OpenSearch 2.16.0 introduced InBuilt Scalar Quantization which stores and retrieve quantized vectors automatically. However, I spotted the below mentioned in the documentation. I was expecting this feature to shrink disk space at the cost of small decrease of recall, but according to the documentation it would increase the disk utilization! If that is the case, then what is the use of this feature? And is there a way to keep only the quantized vector and ignore the original?
k-NN vector quantization - OpenSearch Documentation
“Quantization can decrease the memory footprint by a factor of 4 in exchange for some loss in recall. Additionally, quantization slightly increases disk usage because it requires storing both the raw input vectors and the quantized vectors.”
@asfoorial Thanks for your question. We need to store the raw vectors along with quantized vectors because during forcemerge or if the distribution of the input data to be ingested changes over the period of time, the quantiles will change and might need to recompute the quantiles and requantize the data (using raw vectors).
The motive of this feature is to reduce memory utilization and quantize the data dynamically, unlike the Lucene byte vector feature where users needs to quantize the data into byte range before ingesting into the index which has become a bottleneck if the min max values or distribution of their input float data changes over the period of time.
Also, memory is expensive compared to disk. But, if you are concerned about disk usage then this feature comes with a tradeoff.
My search can combine both. But let us assume that I am only using semantic search only, is there a way to avoid storing the original vector and keep only the quantized version, just like it is done in faiss scalar quantization? I noticed around a 25% shrink in storage size there.
Then you should quantize the vectors into byte sized vectors before ingesting into the index and use the lucene byte vector feature. This helps to reduce both memory and disk usage besides reducing latencies at a cost of drop in recall.

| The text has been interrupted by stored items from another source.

//! UniversalPath - canonical absolute path with a filesystem-aware cache key

use std::fmt;
use std::hash::{Hash, Hasher};
use std::path::{Path, PathBuf};
use xxhash_rust::xxh3::xxh3_64;

/// Comparison key for a path.
///
/// Case-folded on platforms whose default filesystems are case-insensitive
/// (Windows, macOS), verbatim elsewhere.
#[derive(Debug, Clone, PartialEq, Eq, Hash, PartialOrd, Ord)]
pub struct PathKey(String);

impl PathKey {
    pub fn as_str(&self) -> &str {
        &self.0
    }
}

/// A path wrapper used as the identity of an image
///
/// Features:
/// - Absolute, normalized path (UNC prefixed on Windows for long paths)
/// - Lossy UTF-8 display string for logs and UI
/// - Cache key honouring filesystem case sensitivity
/// - Hash-based ID derived from the cache key
#[derive(Debug, Clone)]
pub struct UniversalPath {
    /// Raw path for file system operations
    raw: PathBuf,

    /// UTF-8 display string (lossy conversion)
    display: String,

    key: PathKey,

    id: u64,
}

impl UniversalPath {
    /// Create a new UniversalPath from any path-like type
    pub fn new<P: AsRef<Path>>(path: P) -> Self {
        let raw = Self::normalize_path(path.as_ref());
        let display = raw.to_string_lossy().to_string();
        let key = PathKey(Self::fold_case(&display));
        let id = xxh3_64(key.0.as_bytes());

        Self { raw, display, key, id }
    }

    /// Get the raw path for file system operations
    pub fn as_path(&self) -> &Path {
        &self.raw
    }

    /// Get the raw PathBuf (owned)
    pub fn to_path_buf(&self) -> PathBuf {
        self.raw.clone()
    }

    /// Get the display string
    pub fn display(&self) -> &str {
        &self.display
    }

    /// Key for caches and sets of paths
    pub fn cache_key(&self) -> &PathKey {
        &self.key
    }

    /// Hash of the cache key
    pub fn id(&self) -> u64 {
        self.id
    }

    /// Get parent directory
    pub fn parent(&self) -> Option<Self> {
        self.raw.parent().map(Self::new)
    }

    /// Get file name
    pub fn file_name(&self) -> Option<&str> {
        self.raw.file_name()?.to_str()
    }

    /// Get file extension
    pub fn extension(&self) -> Option<&str> {
        self.raw.extension()?.to_str()
    }

    pub fn exists(&self) -> bool {
        self.raw.exists()
    }

    pub fn is_dir(&self) -> bool {
        self.raw.is_dir()
    }

    pub fn is_file(&self) -> bool {
        self.raw.is_file()
    }

    #[cfg(any(windows, target_os = "macos"))]
    fn fold_case(display: &str) -> String {
        display.to_lowercase()
    }

    #[cfg(not(any(windows, target_os = "macos")))]
    fn fold_case(display: &str) -> String {
        display.to_string()
    }

    /// Normalize path and add UNC prefix on Windows
    #[cfg(windows)]
    fn normalize_path(path: &Path) -> PathBuf {
        use std::path::Component;

        let absolute = if path.is_absolute() {
            path.to_path_buf()
        } else {
            std::env::current_dir().unwrap_or_default().join(path)
        };

        // Resolve . and ..
        let mut normalized = PathBuf::new();
        for component in absolute.components() {
            match component {
                Component::ParentDir => {
                    normalized.pop();
                }
                Component::CurDir => {}
                _ => normalized.push(component),
            }
        }

        let path_str = normalized.to_string_lossy();
        if !path_str.starts_with(r"\\?\") && !path_str.starts_with(r"\\.\") {
            PathBuf::from(format!(r"\\?\{}", path_str))
        } else {
            normalized
        }
    }

    #[cfg(not(windows))]
    fn normalize_path(path: &Path) -> PathBuf {
        if let Ok(canonical) = path.canonicalize() {
            return canonical;
        }

        // Missing files still need a stable absolute identity
        if path.is_absolute() {
            path.to_path_buf()
        } else {
            std::env::current_dir().unwrap_or_default().join(path)
        }
    }
}

impl PartialEq for UniversalPath {
    fn eq(&self, other: &Self) -> bool {
        self.key == other.key
    }
}

impl Eq for UniversalPath {}

impl Hash for UniversalPath {
    fn hash<H: Hasher>(&self, state: &mut H) {
        self.key.hash(state);
    }
}

impl AsRef<Path> for UniversalPath {
    fn as_ref(&self) -> &Path {
        &self.raw
    }
}

impl From<PathBuf> for UniversalPath {
    fn from(path: PathBuf) -> Self {
        Self::new(path)
    }
}

impl From<&Path> for UniversalPath {
    fn from(path: &Path) -> Self {
        Self::new(path)
    }
}

impl From<&str> for UniversalPath {
    fn from(path: &str) -> Self {
        Self::new(path)
    }
}

impl fmt::Display for UniversalPath {
    fn fmt(&self, f: &mut fmt::Formatter<'_>) -> fmt::Result {
        // Without the UNC prefix for readability
        let display = self.display.strip_prefix(r"\\?\").unwrap_or(&self.display);
        write!(f, "{}", display)
    }
}

#[cfg(test)]
mod tests {
    use super::*;
    use tempfile::TempDir;

    #[test]
    fn test_hash_consistency() {
        let path1 = UniversalPath::new("/photos/image.jpg");
        let path2 = UniversalPath::new("/photos/image.jpg");
        assert_eq!(path1.id(), path2.id());
        assert_eq!(path1, path2);
    }

    #[test]
    fn test_relative_becomes_absolute() {
        let path = UniversalPath::new("missing-dir/image.jpg");
        assert!(path.as_path().is_absolute());
        assert!(path.display().contains("image.jpg"));
    }

    #[test]
    fn test_canonical_identity() {
        let dir = TempDir::new().unwrap();
        std::fs::write(dir.path().join("a.png"), b"x").unwrap();

        let direct = UniversalPath::new(dir.path().join("a.png"));
        let dotted = UniversalPath::new(dir.path().join(".").join("a.png"));
        assert_eq!(direct.cache_key(), dotted.cache_key());
    }

    #[cfg(any(windows, target_os = "macos"))]
    #[test]
    fn test_case_insensitive_key() {
        let upper = UniversalPath::new("/Photos/IMAGE.JPG");
        let lower = UniversalPath::new("/photos/image.jpg");
        assert_eq!(upper.cache_key(), lower.cache_key());
    }

    #[cfg(not(any(windows, target_os = "macos")))]
    #[test]
    fn test_case_sensitive_key() {
        let upper = UniversalPath::new("/Photos/IMAGE.JPG");
        let lower = UniversalPath::new("/photos/image.jpg");
        assert_ne!(upper.cache_key(), lower.cache_key());
    }
}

I think @asfoorial can reduce disk usage via Lucene’s byte_vector, but since cohere api needs external internet connection to https://api.cohere.ai/v1/embed, the offline environment cannot deal with this method.
@navtat
From the version 2.16,
the k-NN plugin supports built-in scalar quantization for the Lucene engine. Unlike the Lucene byte vector, which requires you to quantize vectors before ingesting the documents, the Lucene scalar quantizer quantizes input vectors in OpenSearch during ingestion.
When defining an index for vector search, you can omit _source of vector field using “excludes” and “recovery_source_excludes” settings. Since Lucene-based engines(OpenSearch, Elasticsearch) store original data as ‘_source’ field, we can easily reindex existed indices.
If it’s okay to give up this convenience and reduce disk space, you can use the settings of index mapping.
(WARN : Disabling the _recovery_source may lead to failures during peer-to-peer recovery)
Thanks for the hint. It works even better this way and reduces almost 50% of the storage size as shown in the experiment below! I also noticed that having scalar quantization will result in little additional storage overhead (~6%).
However, is any implication and risks to this? Is this any functionality to fail other than calling _reindex API?
Yes, as @yeonghyeonKo suggested you can either disable _source or exclude source fields to reduce disk usage. But, you can’t reindex the data. However, once this new feature is added you can reindex the data even after disabling the source. Feel free to +1 if you are interested in it. Thanks!